Communicate, communicate, communicate
Having a vision is little use unless it is regularly and well communicated. This is more than just including it as a by line at the end of an email signature block. Communicating a vision requires constant work, but if it is a noble and honourable vision that people will want to commit to, then this should not be difficult. Tie every task, every conversation, every achievement and every setback should into the narrative of the vision.
Field Marshal Sir William Slim did exactly this in Burma when he turned the defeated British Eastern Army into the victorious 14th Army, as described in his classic Defeat into Victory.
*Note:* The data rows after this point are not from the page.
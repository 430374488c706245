//! # Mirror Fault Analysis
//!
//! When `pkg update` fails because a mirror's Release file is unsigned or
//! signed with a missing or expired key, apt prints lines such as:
//!
//! ```text
//! E: The repository 'https://mirror.example.org/termux stable InRelease' is not signed.
//! W: GPG error: https://mirror.example.org/termux stable InRelease: ... NO_PUBKEY 5A897D96E57CF20C
//! ```
//!
//! [`detect_faulty_hosts`] picks the host names out of such lines. A line is
//! only considered when it names a repository URL, refers to release
//! metadata and carries one of the known signature failure markers. Anything
//! else is ignored so that unrelated errors never disable a healthy mirror.

use std::collections::BTreeSet;
use std::sync::OnceLock;

use regex::Regex;
use url::Url;

/// Signature failure markers apt prints for a broken mirror.
pub const FAILURE_MARKERS: [&str; 5] = [
    "is not signed",
    "NO_PUBKEY",
    "public key is not available",
    "EXPKEYSIG",
    "KEYEXPIRED",
];

/// Release metadata file names.
const RELEASE_MARKERS: [&str; 2] = ["InRelease", "Release"];

fn url_pattern() -> &'static Regex {
    static PATTERN: OnceLock<Regex> = OnceLock::new();
    PATTERN.get_or_init(|| Regex::new(r#"https?://[^\s'"]+"#).expect("static regex is valid"))
}

/// Whether `line` reports a signature failure for a repository's release file.
pub fn is_mirror_fault_line(line: &str) -> bool {
    url_pattern().is_match(line)
        && RELEASE_MARKERS.iter().any(|m| line.contains(m))
        && FAILURE_MARKERS.iter().any(|m| line.contains(m))
}

/// Host of the first URL on `line`, if any.
pub fn first_url_host(line: &str) -> Option<String> {
    let found = url_pattern().find(line)?;
    let parsed = Url::parse(found.as_str()).ok()?;
    parsed.host_str().map(str::to_string)
}

/// Host names of mirrors that failed signature checks, sorted and deduplicated.
pub fn detect_faulty_hosts(text: &str) -> BTreeSet<String> {
    text.lines()
        .filter(|line| is_mirror_fault_line(line))
        .filter_map(first_url_host)
        .collect()
}
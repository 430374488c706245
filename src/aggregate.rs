//! # Aggregation
//!
//! Drives every layer selected by the [`Mode`](crate::model::Mode) and folds
//! the results into one [`Inventory`] plus the list of [`Issue`]s.
//!
//! ## Layers by mode
//!
//! | mode | OS | system pip | environments | upgrades |
//! |------|----|------------|--------------|----------|
//! | A    | x  |            |              |          |
//! | B    | x  | x          |              |          |
//! | C    | x  | x          | x            |          |
//! | D    | x  | x          | x            | x        |
//!
//! Aggregation never fails: whatever goes wrong is recorded as an issue and
//! the inventory is returned with the layers that could be listed.

use log::{debug, info};

use crate::config::RunConfig;
use crate::detect::{find_environment_managers, find_system_pip, resolve_os_manager, EnvironmentManager};
use crate::layers::{os, pip};
use crate::model::{EnvironmentInventory, Inventory, Issue, IssueCategory};
use crate::process::{command, CommandRunner, SPAWN_FAILURE_EXIT};

/// Exit code recorded when the system pip cannot be found.
const PIP_MISSING_EXIT: i32 = 127;

/// The result of a run.
#[derive(Debug, Clone)]
pub struct RunOutcome {
    pub inventory: Inventory,
    pub issues: Vec<Issue>,
}

impl RunOutcome {
    pub fn is_clean(&self) -> bool {
        self.issues.is_empty()
    }
}

pub struct Aggregator<'a> {
    config: &'a RunConfig,
    runner: &'a dyn CommandRunner,
}

impl<'a> Aggregator<'a> {
    pub fn new(config: &'a RunConfig, runner: &'a dyn CommandRunner) -> Self {
        Self { config, runner }
    }

    pub fn run(&self) -> RunOutcome {
        let config = self.config;
        let mut inventory = Inventory::empty(config.mode, config.host.clone());
        let mut issues = Vec::new();

        info!("Collecting inventory in mode {}", config.mode);
        self.collect_os(&mut inventory, &mut issues);

        let system_pip = if config.mode.includes_system_pip() {
            self.collect_system_pip(&mut inventory, &mut issues)
        } else {
            None
        };

        let environments = if config.mode.includes_environments() {
            self.collect_environments(&mut inventory, &mut issues)
        } else {
            Vec::new()
        };

        if config.mode.upgrades() && !config.simulate {
            if let Some(pip_path) = &system_pip {
                issues.extend(pip::upgrade(self.runner, pip_path, false));
            }
            for env in &environments {
                info!("Upgrading environment {}", env.label);
                issues.extend(
                    pip::upgrade(self.runner, &env.manager_path, false)
                        .map(|issue| issue.in_environment(env.label.clone())),
                );
            }
        }

        info!(
            "Inventory: {} OS, {} system pip, {} environments; {} issues",
            inventory.os_packages.len(),
            inventory.system_language_packages.len(),
            inventory.environments.len(),
            issues.len()
        );
        RunOutcome { inventory, issues }
    }

    fn collect_os(&self, inventory: &mut Inventory, issues: &mut Vec<Issue>) {
        let manager = match resolve_os_manager(&self.config.locator, self.config.os_manager.as_deref()) {
            Ok(manager) => manager,
            Err(e) => {
                let program = self.config.os_manager.clone().unwrap_or_default();
                issues.push(Issue::new(
                    IssueCategory::PkgException,
                    vec![program],
                    SPAWN_FAILURE_EXIT,
                    e.to_string(),
                ));
                return;
            }
        };

        debug!("Using OS package manager {}", manager);
        let report = os::collect(self.runner, &manager, self.config.simulate);
        inventory.os_packages = report.packages;
        issues.extend(report.issues);
    }

    fn collect_system_pip(&self, inventory: &mut Inventory, issues: &mut Vec<Issue>) -> Option<std::path::PathBuf> {
        let Some(pip_path) = find_system_pip(&self.config.locator) else {
            issues.push(Issue::new(
                IssueCategory::SystemPipMissing,
                command(&["which", "pip3"]),
                PIP_MISSING_EXIT,
                "system pip not found",
            ));
            return None;
        };

        info!("Listing system packages with {}", pip_path.display());
        let (packages, issue) = pip::list(self.runner, &pip_path, self.config.simulate);
        inventory.system_language_packages = packages;
        issues.extend(issue);
        Some(pip_path)
    }

    fn collect_environments(&self, inventory: &mut Inventory, issues: &mut Vec<Issue>) -> Vec<EnvironmentManager> {
        let environments = find_environment_managers(&self.config.venv_root);
        debug!(
            "Found {} environments under {}",
            environments.len(),
            self.config.venv_root.display()
        );

        for env in &environments {
            info!("Listing environment {}", env.label);
            let (packages, issue) = pip::list(self.runner, &env.manager_path, self.config.simulate);
            issues.extend(issue.map(|i| i.in_environment(env.label.clone())));
            inventory.environments.insert(
                env.label.clone(),
                EnvironmentInventory {
                    manager_path: env.manager_path.clone(),
                    packages,
                },
            );
        }
        environments
    }
}
//! Native browser management using `chromiumoxide`.
//!
//! This module is the single source of truth for:
//! * Finding a usable browser executable (Chrome → Chromium → Brave, cross-platform).
//! * Building headless/headful launch configs with stealth defaults.
//! * The `wait_until_stable` network-idle heuristic used before HTML capture.

use chromiumoxide::browser::BrowserConfig;
use chromiumoxide::handler::viewport::Viewport;
use chromiumoxide::Page;
use rand::seq::IndexedRandom;
use std::path::Path;
use std::time::Duration;
use tracing::info;

use crate::core::error::DirectError;

// ── Realistic User-Agent pool ────────────────────────────────────────────────
//
// None of these carry the `HeadlessChrome` marker, so the process-level UA is
// already clean; the in-page masker only has to defend the property against
// the host page re-reading it.

const DESKTOP_USER_AGENTS: &[&str] = &[
    // Chrome 132 – Windows
    "Mozilla/5.0 (Windows NT 10.0; Win64; x64) AppleWebKit/537.36 (KHTML, like Gecko) Chrome/132.0.0.0 Safari/537.36",
    // Chrome 132 – macOS
    "Mozilla/5.0 (Macintosh; Intel Mac OS X 10_15_7) AppleWebKit/537.36 (KHTML, like Gecko) Chrome/132.0.0.0 Safari/537.36",
    // Chrome 131 – Linux
    "Mozilla/5.0 (X11; Linux x86_64) AppleWebKit/537.36 (KHTML, like Gecko) Chrome/131.0.0.0 Safari/537.36",
    // Edge 132 – Windows
    "Mozilla/5.0 (Windows NT 10.0; Win64; x64) AppleWebKit/537.36 (KHTML, like Gecko) Chrome/132.0.0.0 Safari/537.36 Edg/132.0.0.0",
];

/// Returns a randomly-chosen realistic desktop User-Agent string.
pub fn random_user_agent() -> &'static str {
    let mut rng = rand::rng();
    DESKTOP_USER_AGENTS
        .choose(&mut rng)
        .copied()
        .unwrap_or(DESKTOP_USER_AGENTS[0])
}

// ── Browser executable discovery ─────────────────────────────────────────────

/// Find a usable Chromium-family browser executable.
///
/// Resolution order:
/// 1. `CHROME_EXECUTABLE` env var (explicit override)
/// 2. PATH scan – finds package-manager installs on all platforms.
/// 3. OS-specific well-known install paths.
pub fn find_chrome_executable() -> Option<String> {
    if let Ok(p) = std::env::var("CHROME_EXECUTABLE") {
        if Path::new(&p).exists() {
            return Some(p);
        }
    }

    if let Ok(path_var) = std::env::var("PATH") {
        let candidates = [
            "google-chrome",
            "chromium",
            "chromium-browser",
            "chrome",
            "brave-browser",
            "brave",
        ];
        for dir in std::env::split_paths(&path_var) {
            for exe in candidates {
                let full = dir.join(exe);
                if full.exists() {
                    return Some(full.to_string_lossy().to_string());
                }
            }
        }
    }

    #[cfg(target_os = "macos")]
    {
        let candidates = [
            "/Applications/Google Chrome.app/Contents/MacOS/Google Chrome",
            "/Applications/Chromium.app/Contents/MacOS/Chromium",
            "/Applications/Brave Browser.app/Contents/MacOS/Brave Browser",
        ];
        for c in candidates {
            if Path::new(c).exists() {
                return Some(c.to_string());
            }
        }
    }

    #[cfg(target_os = "linux")]
    {
        let candidates = [
            "/usr/bin/google-chrome",
            "/usr/bin/chromium",
            "/usr/bin/chromium-browser",
            "/usr/bin/brave-browser",
            "/usr/local/bin/chromium",
        ];
        for c in candidates {
            if Path::new(c).exists() {
                return Some(c.to_string());
            }
        }
    }

    #[cfg(target_os = "windows")]
    {
        let candidates = [
            r"C:\Program Files\Google\Chrome\Application\chrome.exe",
            r"C:\Program Files (x86)\Google\Chrome\Application\chrome.exe",
            r"C:\Program Files\BraveSoftware\Brave-Browser\Application\brave.exe",
            r"C:\Program Files (x86)\Microsoft\Edge\Application\msedge.exe",
        ];
        for c in candidates {
            if Path::new(c).exists() {
                return Some(c.to_string());
            }
        }
    }

    None
}

// ── Launch config builder ────────────────────────────────────────────────────

/// Build a `BrowserConfig` with stealth defaults.
///
/// Flags chosen for:
/// * Compatibility with CI / restricted environments (`--no-sandbox`,
///   `--disable-dev-shm-usage`).
/// * Stealth — `--disable-blink-features=AutomationControlled` hides the
///   `navigator.webdriver` flag; an explicit `--user-agent` keeps the
///   `HeadlessChrome` marker out of the process-level UA.
pub fn build_config(
    exe: &str,
    headless: bool,
    width: u32,
    height: u32,
) -> Result<BrowserConfig, DirectError> {
    let ua = random_user_agent();

    let mut builder = BrowserConfig::builder()
        .chrome_executable(exe)
        .viewport(Viewport {
            width,
            height,
            device_scale_factor: Some(1.0),
            emulating_mobile: false,
            is_landscape: true,
            has_touch: false,
        })
        .window_size(width, height)
        .arg("--disable-gpu")
        .arg("--no-sandbox")
        .arg("--disable-setuid-sandbox")
        .arg("--disable-dev-shm-usage")
        .arg("--disable-extensions")
        .arg("--disable-background-networking")
        .arg("--disable-sync")
        .arg("--disable-translate")
        .arg("--no-first-run")
        .arg("--no-default-browser-check")
        .arg("--mute-audio")
        // Stealth: suppress CDP automation fingerprint
        .arg("--disable-blink-features=AutomationControlled")
        .arg(format!("--user-agent={}", ua));

    if !headless {
        builder = builder.with_head();
    }

    builder
        .build()
        .map_err(|e| DirectError::Launch(format!("failed to build browser config: {}", e)))
}

// ── Smart wait / networkidle ─────────────────────────────────────────────────

/// Wait until the page network goes idle (no new resource entries for
/// `quiet_ms` consecutive ms) or until `timeout_ms` has elapsed.
///
/// Polls `performance.getEntriesByType("resource").length` every 250 ms — a
/// networkidle heuristic that works without CDP Network events.
pub async fn wait_until_stable(page: &Page, quiet_ms: u64, timeout_ms: u64) {
    let poll_ms = 250u64;
    let start = std::time::Instant::now();
    let mut last_count: u64 = 0;
    let mut stable_since = std::time::Instant::now();

    loop {
        if start.elapsed().as_millis() as u64 >= timeout_ms {
            info!("wait_until_stable: timeout after {}ms", timeout_ms);
            break;
        }

        let count: u64 = page
            .evaluate("performance.getEntriesByType('resource').length")
            .await
            .ok()
            .and_then(|v| v.into_value::<serde_json::Value>().ok())
            .and_then(|j| j.as_u64())
            .unwrap_or(0);

        let ready_complete: bool = page
            .evaluate("document.readyState")
            .await
            .ok()
            .and_then(|v| v.into_value::<serde_json::Value>().ok())
            .and_then(|j| j.as_str().map(|s| s == "complete"))
            .unwrap_or(false);

        if !ready_complete {
            // DOM not fully loaded; keep waiting and do not allow "idle" to trigger.
            stable_since = std::time::Instant::now();
            last_count = count;
        } else if count != last_count {
            last_count = count;
            stable_since = std::time::Instant::now();
        } else if stable_since.elapsed().as_millis() as u64 >= quiet_ms {
            info!(
                "wait_until_stable: idle after {}ms ({} resources)",
                start.elapsed().as_millis(),
                count
            );
            break;
        }

        tokio::time::sleep(Duration::from_millis(poll_ms)).await;
    }
}

#[cfg(test)]
mod tests {
    use super::*;

    #[test]
    fn user_agent_pool_is_clean() {
        for ua in DESKTOP_USER_AGENTS {
            assert!(ua.contains("Mozilla"));
            assert!(!ua.contains("HeadlessChrome"));
        }
        assert!(!random_user_agent().is_empty());
    }
}
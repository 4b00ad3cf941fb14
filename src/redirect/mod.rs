//! Redirect-anchor identification for the Zhihu column outbound-link
//! interstitial.
//!
//! The constants here are the single definition of the redirector pattern and
//! the decoding heuristics. The in-page engine (`browser::inject`) splices the
//! same values into its script template, so the native and in-page halves can
//! never drift apart.

pub mod decode;
pub mod rewrite;

pub use decode::decode_redirect_target;
pub use rewrite::{rewrite_document, RewriteOutcome};

use url::Url;

/// Hostname of the interstitial redirector.
pub const REDIRECT_HOST: &str = "link.zhihu.com";
/// Path of the platform-API redirect endpoint (matched on any host).
pub const REDIRECT_API_PATH: &str = "/platform-api/redirect";
/// Query parameter carrying the encoded destination.
pub const TARGET_PARAM: &str = "target";
/// Address prefix the in-page engine activates on.
pub const MATCH_PREFIX: &str = "https://zhuanlan.zhihu.com/";

/// Loose href fragments the click interceptor tests for. Substring matches on
/// the raw href, deliberately wider than the parsed-URL test above so clicks
/// are caught even on anchors the rewrite pass has not reached yet.
pub const CLICK_HOST_FRAGMENT: &str = "link.zhihu.com";
pub const CLICK_PATH_FRAGMENT: &str = "redirect/target";

/// Interstitial/modal selectors removed by the suppressor.
pub const MODAL_SELECTORS: &str = ".Modal-wrapper, .SecurityModal";
/// Suppressor timer period.
pub const SUPPRESSOR_INTERVAL_MS: u64 = 500;

/// Automation markers scrubbed from the reported user agent.
pub const UA_MARKER_PATTERN: &str = "Tampermonkey|HeadlessChrome";

/// Marker prefix of a wrapper value that carries a base64 payload.
pub const B64_WRAPPER_PREFIX: &str = "http%3A";
/// Wrapper values at or below this length never carry a base64 payload.
pub const B64_WRAPPER_MIN_CHARS: usize = 100;

/// Redirect-anchor test: the interstitial host or the platform-API path,
/// carrying a `target` parameter.
pub fn is_redirect_url(url: &Url) -> bool {
    let matches_redirector =
        url.host_str() == Some(REDIRECT_HOST) || url.path() == REDIRECT_API_PATH;
    matches_redirector && redirect_target(url).is_some()
}

/// The `target` query value, percent-decoded once by the URL parser. Peeling
/// the remaining layers is [`decode_redirect_target`]'s job.
pub fn redirect_target(url: &Url) -> Option<String> {
    url.query_pairs()
        .find(|(key, _)| key.as_ref() == TARGET_PARAM)
        .map(|(_, value)| value.into_owned())
}

/// The click interceptor's pattern: fragment match on the raw href rather
/// than a parsed-URL comparison.
pub fn href_matches_click_pattern(href: &str) -> bool {
    href.contains(CLICK_HOST_FRAGMENT) || href.contains(CLICK_PATH_FRAGMENT)
}

#[cfg(test)]
mod tests {
    use super::*;

    #[test]
    fn redirector_host_with_target_matches() {
        let url = Url::parse("https://link.zhihu.com/?target=https%3A%2F%2Fexample.com").unwrap();
        assert!(is_redirect_url(&url));
        assert_eq!(
            redirect_target(&url).as_deref(),
            Some("https://example.com")
        );
    }

    #[test]
    fn platform_api_path_matches_on_any_host() {
        let url =
            Url::parse("https://www.zhihu.com/platform-api/redirect?target=https%3A%2F%2Fa.io")
                .unwrap();
        assert!(is_redirect_url(&url));
    }

    #[test]
    fn redirector_host_without_target_does_not_match() {
        let url = Url::parse("https://link.zhihu.com/?other=1").unwrap();
        assert!(!is_redirect_url(&url));
        assert!(redirect_target(&url).is_none());
    }

    #[test]
    fn ordinary_host_does_not_match() {
        let url = Url::parse("https://example.com/?target=https%3A%2F%2Fa.io").unwrap();
        assert!(!is_redirect_url(&url));
    }

    #[test]
    fn click_pattern_is_a_fragment_match() {
        assert!(href_matches_click_pattern(
            "https://link.zhihu.com/?target=x"
        ));
        assert!(href_matches_click_pattern(
            "https://www.zhihu.com/api/redirect/target?x=1"
        ));
        assert!(!href_matches_click_pattern("https://example.com/"));
    }
}
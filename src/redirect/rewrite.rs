//! Native rewrite of redirect anchors in captured HTML.
//!
//! This is the static counterpart of the in-page engine: the same
//! redirect-anchor test and decoder, applied to an HTML document captured
//! from a live page or fetched over plain HTTP. The document is parsed once
//! to identify redirect anchors, then the raw text is patched
//! attribute-by-attribute so the rest of the markup survives byte-identical.

use std::collections::HashMap;
use std::sync::OnceLock;

use regex::{Captures, Regex};
use scraper::{Html, Selector};
use tracing::{debug, info};
use url::Url;

use crate::core::types::RewrittenLink;

use super::{decode_redirect_target, is_redirect_url, redirect_target};

/// Result of one rewrite pass.
#[derive(Debug)]
pub struct RewriteOutcome {
    /// The document with every redirect anchor pointed at its destination.
    pub html: String,
    /// One entry per rewritten anchor, in document order.
    pub links: Vec<RewrittenLink>,
    /// Anchors inspected, matching or not.
    pub anchors_scanned: usize,
}

fn href_attr_re() -> &'static Regex {
    static RE: OnceLock<Regex> = OnceLock::new();
    RE.get_or_init(|| Regex::new(r#"href=(?:"([^"]*)"|'([^']*)')"#).expect("valid pattern"))
}

/// Scan every anchor in `html`, rewriting those whose resolved address is a
/// redirect anchor to the decoded destination. An anchor whose href fails to
/// parse is skipped; a parse failure on one link never aborts the scan.
pub fn rewrite_document(html: &str, base_url: &Url) -> RewriteOutcome {
    let document = Html::parse_document(html);
    let selector = Selector::parse("a[href]").expect("valid selector");

    // Keyed by the href attribute value as written (entities resolved, percent
    // layers intact) so the patching pass below can match raw attributes.
    let mut replacements: HashMap<String, String> = HashMap::new();
    let mut links = Vec::new();
    let mut anchors_scanned = 0usize;

    for element in document.select(&selector) {
        anchors_scanned += 1;
        let Some(href) = element.value().attr("href") else {
            continue;
        };
        let resolved = match base_url.join(href) {
            Ok(resolved) => resolved,
            Err(e) => {
                debug!("skipping anchor with unparseable href {href:?}: {e}");
                continue;
            }
        };
        if !is_redirect_url(&resolved) {
            continue;
        }
        let Some(raw_target) = redirect_target(&resolved) else {
            continue;
        };
        let target = decode_redirect_target(&raw_target);
        let text = element.text().collect::<String>().trim().to_string();
        replacements.insert(href.to_string(), target.clone());
        links.push(RewrittenLink {
            original: resolved.into(),
            target,
            text,
        });
    }

    let html = if replacements.is_empty() {
        html.to_string()
    } else {
        patch_href_attributes(html, &replacements)
    };

    info!(
        "rewrote {} of {} anchors to direct destinations",
        links.len(),
        anchors_scanned
    );

    RewriteOutcome {
        html,
        links,
        anchors_scanned,
    }
}

/// Substitute the collected replacements into the raw document text. Only
/// href values observed on redirect anchors during the scan are touched;
/// everything else — including `href` on non-anchor elements — passes through
/// untouched because no replacement is keyed to it.
fn patch_href_attributes(html: &str, replacements: &HashMap<String, String>) -> String {
    href_attr_re()
        .replace_all(html, |caps: &Captures<'_>| {
            let (raw, quote) = match (caps.get(1), caps.get(2)) {
                (Some(m), _) => (m.as_str(), '"'),
                (_, Some(m)) => (m.as_str(), '\''),
                _ => return caps[0].to_string(),
            };
            match replacements.get(&unescape_attr(raw)) {
                Some(target) => format!("href={q}{v}{q}", q = quote, v = escape_attr(target, quote)),
                None => caps[0].to_string(),
            }
        })
        .into_owned()
}

/// Minimal entity handling for attribute values: `&amp;` is the only entity
/// the redirector URLs carry in the wild.
fn unescape_attr(value: &str) -> String {
    value.replace("&amp;", "&")
}

fn escape_attr(value: &str, quote: char) -> String {
    let escaped = value.replace('&', "&amp;");
    match quote {
        '"' => escaped.replace('"', "&quot;"),
        '\'' => escaped.replace('\'', "&#39;"),
        _ => escaped,
    }
}
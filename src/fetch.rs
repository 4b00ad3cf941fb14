//! Plain-HTTP fetch for the static rewrite path.
//!
//! No browser, no JS — just the document as served, with headers shaped like
//! an ordinary navigation so the host does not hand back a bot page.

use std::time::Duration;

use tracing::info;

use crate::browser::manager::random_user_agent;
use crate::core::config::ToolConfig;
use crate::core::error::DirectError;

/// Headers an ordinary browser navigation sends.
pub fn stealth_headers() -> Vec<(&'static str, &'static str)> {
    vec![
        (
            "Accept",
            "text/html,application/xhtml+xml,application/xml;q=0.9,image/webp,*/*;q=0.8",
        ),
        ("Accept-Language", "zh-CN,zh;q=0.9,en;q=0.8"),
        ("Upgrade-Insecure-Requests", "1"),
        ("Sec-Fetch-Dest", "document"),
        ("Sec-Fetch-Mode", "navigate"),
        ("Sec-Fetch-Site", "none"),
        ("Cache-Control", "max-age=0"),
    ]
}

/// Fetch a page's HTML with a realistic desktop User-Agent and navigation
/// headers.
pub async fn fetch_html(url: &str, config: &ToolConfig) -> Result<String, DirectError> {
    url::Url::parse(url)?;

    let client = reqwest::Client::builder()
        .timeout(Duration::from_secs(config.http_timeout_secs()))
        .redirect(reqwest::redirect::Policy::limited(10))
        .build()?;

    let mut request = client.get(url).header("User-Agent", random_user_agent());
    for (name, value) in stealth_headers() {
        request = request.header(name, value);
    }

    let response = request.send().await?;
    let status = response.status();
    let html = response.text().await?;
    info!("✅ Fetched {} ({}, {} chars)", url, status, html.len());
    Ok(html)
}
Linking everything back to the vision will create coherence in the organisation and what it does, creating a sense of order amongst chaos. Continual engagement and seeking feedback will ensure the vision is properly embedded in people’s conscious. Asking subordinates how they have contributed to the vision recently is a sure-fire way of getting them to think about it. And it is not just what is said or written, but also actions and non-verbal cues that must all contribute. This is how a vision can be communicated across even a large organisation, just as Slim did with the widely dispersed 14th Army, through constantly reinforcing the narrative at every opportunity.
Finally, a good vision should also be articulated in a way that everyone in the organisation can get behind and believe they can contribute to in a meaningful way, from newly arrived Private soldier upwards to the Commanding Officer and beyond. Pursuing a vision should not be something that is done to the team, but something that is done by the team. An infamous example of this powerful idea is when, on a tour of NASA’s headquarters in 1961, President John F Kennedy asked a janitor holding a mop why he was working so late. The janitor reportedly replied, “I’m helping put a man on the moon.” Just a few months earlier, JFK had set the vision of, “landing a man on the moon and returning him safely to earth” before the end of the decade.
So where to start?
Probably the best place to start when writing your vision is to consider the vision of your commander, their commander and probably their commander too. It is no different to conducting effective mission analysis and working out where you fit into the bigger plan. Adopting and championing your higher commander’s vision statement is undoubtedly an excellent start, will be well-received, and will almost certainly establish the springboard for what comes next. Understanding your people is essential: what they are willing to change, but equally that which they will not – their values and principles. Alignment externally and internally is critical.
Once you have decided where you want to take your team, the next step is how to articulate and communicate it. Consider the vision process: what is said; what is heard and understood; what is believed and done; and what is achieved.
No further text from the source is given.